Cancelled: Pacifica Quartet

Friday, March 27, 2020 7:30 PM Weill Recital Hall
The Pacifica Quartet can “produce a sound that can sing exquisitely or throttle you with its grittiness and energy” (The New York Times)—qualities perfectly suited to this program. Shostakovich found inspiration in Jewish themes, notably klezmer and cantorials, in his strikingly dramatic quartet. Like Shostakovich, Ligeti gravitated towards folk themes, but his are Hungarian—one of many unique elements in his early quartet. Mendelssohn’s quartet was one of his favorites; its quicksilver opening, graceful Menuetto, wistful slow movement, and energized finale have made it an audience favorite, too.

Performers

Pacifica Quartet
·· Simin Ganatra, Violin
·· Austin Hartman, Violin
·· Mark Holloway, Viola
·· Brandon Vamos, Cello

Program

LIGETI String Quartet No. 1, "Métamorphoses nocturnes"

MENDELSSOHN String Quartet in D Major, Op. 44, No. 1

SHOSTAKOVICH String Quartet No. 2 in A Major

Event Duration

The printed program will last approximately two hours, including one 20-minute intermission.
In honor of the centenary of his birth, Carnegie Hall’s 2019–2020 season is dedicated to the memory of Isaac Stern in recognition of his extraordinary contributions to Carnegie Hall, arts advocacy, and the field of music.

At a Glance

LIGETI  String Quartet No. 1, “Métamorphoses nocturnes”

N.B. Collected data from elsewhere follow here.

// src/system/platform.rs

//! Host-specific pieces: platform detection, access to native process ids and the decoding of
//! exit statuses. Everything that differs between POSIX and other hosts is kept here.

use crate::system::errors::RunnerError;
use std::env;
use std::ffi::OsStr;
use std::fmt;
use std::io;
use std::path::{Path, PathBuf};
use std::process::{Child, ExitStatus};

#[derive(Debug, Clone, Copy, PartialEq, Eq)]
/// Host operating system family.
pub enum Platform {
    Linux,
    Windows,
    MacOs,
    Solaris,
    FreeBsd,
    /// Any other host; its name is the `std::env::consts::OS` value.
    Other(&'static str),
}

impl Platform {
    /// The platform this binary was compiled for.
    pub fn current() -> Self {
        Self::from_os_name(std::env::consts::OS)
    }

    /// Maps a `std::env::consts::OS` value.
    pub fn from_os_name(os: &'static str) -> Self {
        match os {
            "linux" => Self::Linux,
            "windows" => Self::Windows,
            "macos" => Self::MacOs,
            "solaris" | "illumos" => Self::Solaris,
            "freebsd" => Self::FreeBsd,
            other => Self::Other(other),
        }
    }

    /// Whether signals can be delivered with the `kill` utility.
    pub fn is_unix_like(&self) -> bool {
        match self {
            Self::Windows => false,
            Self::Other(_) => cfg!(unix),
            _ => true,
        }
    }
}

impl fmt::Display for Platform {
    fn fmt(&self, f: &mut fmt::Formatter<'_>) -> fmt::Result {
        match self {
            Self::Linux => f.write_str("Linux"),
            Self::Windows => f.write_str("Windows"),
            Self::MacOs => f.write_str("macOS"),
            Self::Solaris => f.write_str("Solaris"),
            Self::FreeBsd => f.write_str("FreeBSD"),
            Self::Other(name) => f.write_str(name),
        }
    }
}

/// Capability needed by the termination helper: a process that can be addressed by its native
/// OS id and destroyed forcibly.
///
/// Implementations that cannot expose a native id keep the default `native_id`, which fails
/// with `UnsupportedSignal` instead of guessing.
pub trait ProcessHandle {
    fn native_id(&self) -> Result<u32, RunnerError> {
        Err(RunnerError::UnsupportedSignal {
            reason: "process handle does not expose a native id".to_string(),
        })
    }

    /// Kills the process without giving it a chance to clean up.
    fn destroy(&mut self) -> io::Result<()>;
}

impl ProcessHandle for Child {
    fn native_id(&self) -> Result<u32, RunnerError> {
        Ok(self.id())
    }

    fn destroy(&mut self) -> io::Result<()> {
        match self.kill() {
            // Already exited and reaped; nothing left to destroy.
            Err(e) if e.kind() == io::ErrorKind::InvalidInput => Ok(()),
            other => other,
        }
    }
}

/// Numeric exit code of a finished child.
///
/// A POSIX child terminated by a signal reports `128 + signal`, as a shell would.
pub fn exit_code(status: ExitStatus) -> i32 {
    if let Some(code) = status.code() {
        return code;
    }
    signal_exit_code(status).unwrap_or(-1)
}

#[cfg(unix)]
fn signal_exit_code(status: ExitStatus) -> Option<i32> {
    use std::os::unix::process::ExitStatusExt;
    status.signal().map(|sig| 128 + sig)
}

#[cfg(not(unix))]
fn signal_exit_code(_status: ExitStatus) -> Option<i32> {
    None
}

/// Finds the executable that spawning `program` would run.
///
/// A program with a path component is checked as given, and also relative to `dir` when it is
/// relative. A bare name is searched on `search_path`, falling back to the inherited `PATH`.
/// Non-POSIX hosts resolve bare names through rules of their own, so those are passed through.
pub fn locate_program(
    program: &str,
    dir: Option<&Path>,
    search_path: Option<&OsStr>,
) -> io::Result<PathBuf> {
    let candidate = Path::new(program);
    if candidate.is_absolute() || candidate.components().count() > 1 {
        let mut tries = vec![candidate.to_path_buf()];
        if let Some(dir) = dir.filter(|_| candidate.is_relative()) {
            tries.push(dir.join(candidate));
        }
        return tries
            .into_iter()
            .find(|path| is_executable(path))
            .ok_or_else(|| not_found(program));
    }
    if !cfg!(unix) {
        return Ok(candidate.to_path_buf());
    }
    let path = search_path
        .map(OsStr::to_os_string)
        .or_else(|| env::var_os("PATH"))
        .unwrap_or_default();
    env::split_paths(&path)
        .map(|entry| entry.join(program))
        .find(|path| is_executable(path))
        .ok_or_else(|| not_found(program))
}

fn not_found(program: &str) -> io::Error {
    io::Error::new(
        io::ErrorKind::NotFound,
        format!("no executable named '{}' was found", program),
    )
}

#[cfg(unix)]
fn is_executable(path: &Path) -> bool {
    use std::os::unix::fs::PermissionsExt;
    path.metadata()
        .map(|meta| meta.is_file() && meta.permissions().mode() & 0o111 != 0)
        .unwrap_or(false)
}

#[cfg(not(unix))]
fn is_executable(path: &Path) -> bool {
    path.is_file()
}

Insatiably curious and constitutionally incapable of falling into a rut, 20th-century Hungarian composer György Ligeti continually reinvented his musical language over the course of his long life. He once said that “all cultures, indeed the whole wide world is the material of art!” Early in his career, Ligeti concentrated on distilling his musical language to its essence, as illustrated by his first quartet, which unfolds organically from a basic four-note motif.

 

MENDELSSOHN  String Quartet No. 3 in D Major, Op. 44, No. 1

Felix Mendelssohn wrote the first of his six numbered quartets in 1827, at age 18, and the last more than 20 years later. The D-Major Quartet falls squarely in the middle and shows Mendelssohn’s preternatural ability to blend classical poise with romantic passion and freedom. By turns brilliant and introspective, the score contains hints—especially in the writing for the first violin—of Mendelssohn’s great E-Minor Violin Concerto, composed some six years later.

 

SHOSTAKOVICH  String Quartet No. 2 in A Major, Op. 68

The second of Shostakovich’s 15 string quartets followed hard on the heels of his grim, death-haunted Second Piano Trio. Yet the resolutely determined and fundamentally life-affirming character of the A-Major Quartet has more in common with the Russian composer’s “Leningrad” Symphony, the work that had catapulted him to international fame three years earlier.